• _Action item_:
Find each line below containing the word "super" and copy it.

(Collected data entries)

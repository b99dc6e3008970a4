//! Batch planner with fixed bounds and running statistics over computed plans.

use std::collections::VecDeque;

use serde::Serialize;

use super::plan::{compute, validate_bounds, BatchError, BatchPlan};

/// Aggregate over the plans a [`BatchPlanner`] has produced.
#[derive(Debug, Clone, PartialEq, Serialize)]
pub struct PlannerStatistics {
    /// Mean efficiency multiplier, rounded to 2 decimals.
    pub average_efficiency: f64,
    /// Best efficiency multiplier, rounded to 2 decimals.
    pub max_efficiency: f64,
    pub total_plans: usize,
    pub total_items_processed: usize,
}

/// Number of recent plans kept by a [`BatchPlanner`].
pub const RECENT_PLANS: usize = 64;

/// Holds validated `[min_batch, max_batch]` bounds, running totals over every
/// non-degenerate plan it computed, and the last [`RECENT_PLANS`] of them.
#[derive(Debug, Clone)]
pub struct BatchPlanner {
    min_batch: usize,
    max_batch: usize,
    recent: VecDeque<BatchPlan>,
    total_plans: usize,
    total_items: usize,
    efficiency_sum: f64,
    max_efficiency: f64,
}

impl BatchPlanner {
    pub fn new(min_batch: usize, max_batch: usize) -> Result<Self, BatchError> {
        validate_bounds(min_batch, max_batch)?;
        Ok(Self {
            min_batch,
            max_batch,
            recent: VecDeque::with_capacity(RECENT_PLANS),
            total_plans: 0,
            total_items: 0,
            efficiency_sum: 0.0,
            max_efficiency: f64::MIN,
        })
    }

    pub fn min_batch(&self) -> usize {
        self.min_batch
    }

    pub fn max_batch(&self) -> usize {
        self.max_batch
    }

    /// Plan a job of `total_items`. Plans for inputs at or below `min_batch`
    /// are returned but not recorded.
    pub fn plan(&mut self, total_items: usize) -> BatchPlan {
        let plan = compute(total_items, self.min_batch, self.max_batch);
        if total_items > self.min_batch {
            self.record(&plan);
        }
        plan
    }

    fn record(&mut self, plan: &BatchPlan) {
        self.total_plans += 1;
        self.total_items = self.total_items.saturating_add(plan.total_items);
        self.efficiency_sum += plan.efficiency_multiplier;
        self.max_efficiency = self.max_efficiency.max(plan.efficiency_multiplier);
        if self.recent.len() == RECENT_PLANS {
            self.recent.pop_front();
        }
        self.recent.push_back(plan.clone());
    }

    /// Most recent recorded plans, oldest first.
    pub fn recent(&self) -> impl Iterator<Item = &BatchPlan> {
        self.recent.iter()
    }

    /// Forget every recorded plan. Bounds are kept.
    pub fn reset_statistics(&mut self) {
        self.recent.clear();
        self.total_plans = 0;
        self.total_items = 0;
        self.efficiency_sum = 0.0;
        self.max_efficiency = f64::MIN;
        tracing::debug!("planner statistics reset");
    }

    pub fn statistics(&self) -> PlannerStatistics {
        if self.total_plans == 0 {
            return PlannerStatistics {
                average_efficiency: 1.0,
                max_efficiency: 1.0,
                total_plans: 0,
                total_items_processed: 0,
            };
        }
        PlannerStatistics {
            average_efficiency: round2(self.efficiency_sum / self.total_plans as f64),
            max_efficiency: round2(self.max_efficiency),
            total_plans: self.total_plans,
            total_items_processed: self.total_items,
        }
    }
}

fn round2(x: f64) -> f64 {
    (x * 100.0).round() / 100.0
}

#[cfg(test)]
mod tests {
    use super::*;

    #[test]
    fn empty_planner_statistics() {
        let planner = BatchPlanner::new(10, 5000).unwrap();
        let stats = planner.statistics();
        assert_eq!(stats.average_efficiency, 1.0);
        assert_eq!(stats.max_efficiency, 1.0);
        assert_eq!(stats.total_plans, 0);
        assert_eq!(stats.total_items_processed, 0);
    }

    #[test]
    fn records_only_non_degenerate_plans() {
        let mut planner = BatchPlanner::new(10, 5000).unwrap();
        planner.plan(5);
        planner.plan(100);
        planner.plan(10_000);
        assert_eq!(planner.recent().count(), 2);

        let stats = planner.statistics();
        assert_eq!(stats.total_plans, 2);
        assert_eq!(stats.total_items_processed, 10_100);
        // (1.505 + 7.526) / 2
        assert_eq!(stats.average_efficiency, 4.52);
        assert_eq!(stats.max_efficiency, 7.53);
    }

    #[test]
    fn rejects_invalid_bounds() {
        assert!(BatchPlanner::new(0, 10).is_err());
        assert!(BatchPlanner::new(10, 10).is_err());
        let planner = BatchPlanner::new(2, 3).unwrap();
        assert_eq!(planner.min_batch(), 2);
        assert_eq!(planner.max_batch(), 3);
    }

    #[test]
    fn recent_plans_are_capped_but_totals_are_not() {
        let mut planner = BatchPlanner::new(10, 5000).unwrap();
        for _ in 0..1000 {
            planner.plan(100);
        }
        assert_eq!(planner.recent().count(), RECENT_PLANS);
        let stats = planner.statistics();
        assert_eq!(stats.total_plans, 1000);
        assert_eq!(stats.total_items_processed, 100_000);
        assert_eq!(stats.average_efficiency, 1.51);
    }

    #[test]
    fn reset_statistics_starts_over() {
        let mut planner = BatchPlanner::new(10, 5000).unwrap();
        planner.plan(10_000);
        planner.reset_statistics();
        assert_eq!(planner.recent().count(), 0);
        assert_eq!(planner.statistics().total_plans, 0);
        assert_eq!(planner.statistics().max_efficiency, 1.0);

        planner.plan(100);
        let stats = planner.statistics();
        assert_eq!(stats.total_plans, 1);
        assert_eq!(stats.max_efficiency, 1.51);
    }
}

• _Task output_:
use super::plan::{compute, validate_bounds, BatchError, BatchPlan};
    use super::*;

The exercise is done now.